Gretchen Reynolds has "distilled the knowledge gained from years of fitness reporting into a new book, “The First 20 Minutes: Surprising Science Reveals How We Can Exercise Better, Train Smarter, Live Longer,’’ published last month.

While the subtitle alone makes bold promises about the potential of exercise to protect the human body, the most surprising message from Ms. Reynolds is not that we all need to exercise more — or at least not the way exercise is typically defined by the American public. Ms. Reynolds makes a clear distinction between the amount of exercise we do to improve sports performance and the amount of exercise that leads to better health. To achieve the latter, she explains, we don’t need to run marathons, sweat it out on exercise bikes or measure our peak oxygen uptake. We just need to do something.

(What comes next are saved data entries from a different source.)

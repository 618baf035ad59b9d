use std::sync::atomic::{AtomicU32, Ordering};
use testcontainers::core::{ContainerPort, WaitFor};
use testcontainers::{ContainerAsync, GenericImage, ImageExt, runners::AsyncRunner};
use tokio::sync::OnceCell;

static TEST_COUNTER: AtomicU32 = AtomicU32::new(0);

pub fn unique_id(prefix: &str) -> String {
    let id = TEST_COUNTER.fetch_add(1, Ordering::SeqCst);
    format!("{}-{}", prefix, id)
}

pub fn unique_collection_name() -> String {
    unique_id("media-embeddings-test")
}

/// A tempdir to use as a `FsContentStore` content root, cleaned up on drop.
pub fn content_root() -> tempfile::TempDir {
    tempfile::tempdir().expect("failed to create content root tempdir")
}

pub struct QdrantFixture {
    #[allow(dead_code)]
    container: ContainerAsync<GenericImage>,
    grpc_url: String,
    http_url: String
}

impl QdrantFixture {
    pub fn grpc_url(&self) -> &str {
        &self.grpc_url
    }

    pub fn http_url(&self) -> &str {
        &self.http_url
    }
}

static QDRANT: OnceCell<Option<QdrantFixture>> = OnceCell::const_new();

/// Starts a single shared Qdrant container per test process. Returns `None`
/// if Docker is unavailable so callers can skip rather than fail.
pub async fn qdrant() -> Option<&'static QdrantFixture> {
    QDRANT
        .get_or_init(|| async {
            let container_result = GenericImage::new("qdrant/qdrant", "latest")
                .with_exposed_port(ContainerPort::Tcp(6333))
                .with_exposed_port(ContainerPort::Tcp(6334))
                .with_wait_for(WaitFor::message_on_stdout("Qdrant gRPC listening on 6334"))
                .with_startup_timeout(std::time::Duration::from_secs(60))
                .start()
                .await;

            match container_result {
                Ok(container) => {
                    let http_port = container.get_host_port_ipv4(6333).await.ok()?;
                    let grpc_port = container.get_host_port_ipv4(6334).await.ok()?;
                    let http_url = format!("http://localhost:{}", http_port);
                    let grpc_url = format!("http://localhost:{}", grpc_port);

                    tokio::time::sleep(std::time::Duration::from_millis(500)).await;

                    if let Err(e) = verify_qdrant_connection(&http_url).await {
                        tracing::warn!("Qdrant connection verification failed: {:?}", e);
                        return None;
                    }

                    tracing::info!("Qdrant fixture started - HTTP: {}, gRPC: {}", http_port, grpc_port);
                    Some(QdrantFixture { container, grpc_url, http_url })
                }
                Err(e) => {
                    tracing::warn!("Failed to start Qdrant container: {:?}", e);
                    None
                }
            }
        })
        .await
        .as_ref()
}

async fn verify_qdrant_connection(http_url: &str) -> Result<(), Box<dyn std::error::Error>> {
    let health_url = format!("{}/healthz", http_url);
    for attempt in 0..10 {
        match reqwest::get(&health_url).await {
            Ok(resp) if resp.status().is_success() => return Ok(()),
            _ => {
                if attempt < 9 {
                    tokio::time::sleep(std::time::Duration::from_millis(200)).await;
                }
            }
        }
    }
    Err("Qdrant health check failed after 10 attempts".into())
}

#[cfg(test)]
mod tests {
    use super::*;

    #[tokio::test]
    async fn unique_id_generation_is_distinct_per_call() {
        let id1 = unique_id("test");
        let id2 = unique_id("test");
        assert_ne!(id1, id2);
        assert!(id1.starts_with("test-"));
        assert!(id2.starts_with("test-"));
    }
}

“Humans,” she writes, “are born to stroll.”

Q.Why did you choose “The First 20 Minutes” for the title of a fitness book?

A.The first 20 minutes of moving around, if someone has been really sedentary, provide most of the health benefits. You get prolonged life, reduced disease risk — all of those things come in in the first 20 minutes of being active.

Without being evangelical, I wanted people to understand that this is a book about how little exercise you can do in order to get lots and lots of health benefits. Two-thirds of Americans get no exercise at all. If one of those people gets up and moves around for 20 minutes, they are going to get a huge number of health benefits, and everything beyond that 20 minutes is, to some degree, gravy.

That doesn’t mean I’m suggesting people should not exercise more if they want to. You can always do more. But the science shows that if you just do anything, even stand in place 20 minutes, you will be healthier.